The Democratic Republic of Congo’s President Felix Tshisekedi vowed to root out the corruption and impunity that has hindered the country since its independence from Belgium as the nation marked its 60th anniversary amid a global reckoning over racial inequality.
While the milestone was commemorated in Belgium with gestures of atonement, Congolese reflected on the struggles that have engulfed the nation in the decades since independence and how to move forward.
Among the statues being removed around the world as countries confront legacies of slavery and colonialism was one being taken down on Tuesday in Belgium of King Leopold II, Congo’s brutal colonial ruler.

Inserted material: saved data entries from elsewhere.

pub mod engine;
pub mod error;
pub mod job;
pub mod settings;
pub mod voice;
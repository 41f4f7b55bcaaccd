use std::path::{Path, PathBuf};

use crate::domain::engine::{AudioArtifact, EngineKind};
use crate::domain::error::StoreError;

/// WAV ヘッダから読んだ情報
#[derive(Debug, Clone, Copy, PartialEq, Eq)]
pub struct WavInfo {
    pub sample_rate: u32,
    pub channels: u16,
    pub duration_ms: u32,
}

/// WAV ファイルをプローブして長さを得る。
pub fn probe_wav(path: &Path) -> Result<WavInfo, String> {
    let reader = hound::WavReader::open(path)
        .map_err(|e| format!("cannot read {}: {e}", path.display()))?;
    let spec = reader.spec();
    if spec.sample_rate == 0 || spec.channels == 0 {
        return Err(format!("{}: invalid WAV header", path.display()));
    }
    // duration() はチャンネルあたりのサンプル数
    let frames = reader.duration() as u64;
    let duration_ms = (frames * 1000 / spec.sample_rate as u64) as u32;
    Ok(WavInfo {
        sample_rate: spec.sample_rate,
        channels: spec.channels,
        duration_ms,
    })
}

/// モノラル f32 サンプルを 16bit PCM WAV で書き出す。
pub fn write_wav(path: &Path, samples: &[f32], sample_rate: u32) -> Result<AudioArtifact, String> {
    if let Some(parent) = path.parent() {
        std::fs::create_dir_all(parent).map_err(|e| format!("mkdir {}: {e}", parent.display()))?;
    }
    let spec = hound::WavSpec {
        channels: 1,
        sample_rate,
        bits_per_sample: 16,
        sample_format: hound::SampleFormat::Int,
    };
    let mut writer = hound::WavWriter::create(path, spec)
        .map_err(|e| format!("create {}: {e}", path.display()))?;
    for &s in samples {
        let v = (s.clamp(-1.0, 1.0) * i16::MAX as f32) as i16;
        writer
            .write_sample(v)
            .map_err(|e| format!("write {}: {e}", path.display()))?;
    }
    writer
        .finalize()
        .map_err(|e| format!("finalize {}: {e}", path.display()))?;
    let duration_ms = if sample_rate > 0 {
        (samples.len() as u64 * 1000 / sample_rate as u64) as u32
    } else {
        0
    };
    Ok(AudioArtifact {
        path: path.to_path_buf(),
        sample_rate,
        duration_ms,
    })
}

/// WAV を読み込みモノラル f32 に畳み込む。
pub fn read_wav_mono(path: &Path) -> Result<(Vec<f32>, u32), String> {
    let mut reader = hound::WavReader::open(path)
        .map_err(|e| format!("cannot read {}: {e}", path.display()))?;
    let spec = reader.spec();
    let channels = spec.channels.max(1) as usize;
    let interleaved: Vec<f32> = match spec.sample_format {
        hound::SampleFormat::Float => reader
            .samples::<f32>()
            .collect::<Result<_, _>>()
            .map_err(|e| format!("decode {}: {e}", path.display()))?,
        hound::SampleFormat::Int => {
            let scale = (1i64 << (spec.bits_per_sample.saturating_sub(1))) as f32;
            reader
                .samples::<i32>()
                .map(|s| s.map(|v| v as f32 / scale))
                .collect::<Result<_, _>>()
                .map_err(|e| format!("decode {}: {e}", path.display()))?
        }
    };
    let mono = interleaved
        .chunks(channels)
        .map(|frame| frame.iter().sum::<f32>() / frame.len() as f32)
        .collect();
    Ok((mono, spec.sample_rate))
}

/// 音声アーティファクトの置き場。
///
/// jobs/    完了ジョブの出力
/// voices/  VoiceProfile の参照音声
/// staging/ クローン結果（プロファイル確定前）
#[derive(Debug, Clone)]
pub struct ArtifactStore {
    root: PathBuf,
}

impl ArtifactStore {
    pub fn open(root: impl Into<PathBuf>) -> Result<Self, StoreError> {
        let root = root.into();
        for sub in ["jobs", "voices", "staging"] {
            std::fs::create_dir_all(root.join(sub)).map_err(|e| {
                StoreError::unavailable(format!("アーティファクトディレクトリ作成失敗: {e}"))
            })?;
        }
        Ok(Self { root })
    }

    pub fn root(&self) -> &Path {
        &self.root
    }

    /// 試行・エンジンごとに別ファイルにする（フォールバック時の書き込み競合を避ける）
    pub fn job_output_path(&self, job_id: &str, attempt: u32, engine: EngineKind) -> PathBuf {
        self.root
            .join("jobs")
            .join(format!("{job_id}-{attempt}-{}.wav", engine.as_str()))
    }

    pub fn staging_path(&self, job_id: &str, attempt: u32, engine: EngineKind) -> PathBuf {
        self.root
            .join("staging")
            .join(format!("{job_id}-{attempt}-{}.wav", engine.as_str()))
    }

    pub fn profile_path(&self, profile_id: &str) -> PathBuf {
        self.root.join("voices").join(format!("{profile_id}.wav"))
    }

    /// ステージング済みのクローン結果をプロファイル用の場所へ移す
    pub fn promote(&self, staged: &Path, profile_id: &str) -> Result<PathBuf, StoreError> {
        let dest = self.profile_path(profile_id);
        std::fs::rename(staged, &dest)
            .map_err(|e| StoreError::unavailable(format!("アーティファクト移動失敗: {e}")))?;
        Ok(dest)
    }

    /// 削除。存在しなければ false。
    pub fn remove(&self, path: &Path) -> Result<bool, StoreError> {
        match std::fs::remove_file(path) {
            Ok(()) => Ok(true),
            Err(e) if e.kind() == std::io::ErrorKind::NotFound => Ok(false),
            Err(e) => Err(StoreError::unavailable(format!(
                "アーティファクト削除失敗 {}: {e}",
                path.display()
            ))),
        }
    }
}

A letter sent to Congo’s current president stopped short of an official apology, but Belgium’s King Philippe conveyed his “deepest regrets” for the “acts of violence and cruelty” and the “suffering and humiliation” inflicted during the colonial era.
The vast, mineral-rich country in Central Africa suffered decades of oppression after it was annexed by Belgium in 1908.
After independence in 1960, DR Congo soon fell under the repressive rule of dictator Mobutu Sese Seko who ruled for 32 years.
The first leader after Mr Mobutu’s death was assassinated, and his son Joseph Kabila then took over and headed the country for 18 years.
Mr Tshisekedi, whose father led Dr Congo’s largest opposition party until his death, took office last year but only after long-delayed elections were finally held.
In a televised speech late on Monday, Mr Tshisekedi pledged to root out impunity so that the country could move forward.
“From independence to the present day, the main effect of our political policy has been to dilute efficiency, to dilute responsibility and ultimately to do disservice,” the president said.
Because of the global Covid-19 pandemic, Tuesday’s milestone took place without the fanfare and public commemorations that marked the 50th anniversary a decade earlier in Kinshasa.
DR Congolese, though, still used the occasion to reflect on the challenges facing the country.
“Sixty years after independence, can we Congolese be proud of our country? I don’t think so,” political researcher Paulin Mbenza said.
“Congo can rise from its ashes … but this depends on the will of the politicians because they are more concerned with the personal interest than the general interest,” he said.
That criticism was echoed by Tapie Lutunu, a political analyst in Kinshasa.
“Education, employment, health, infrastructure — nothing works because of the poor management and mediocrity of the Congolese political class,” Mr Lutunu said.
“We need a new class of elites motivated by love of their country.”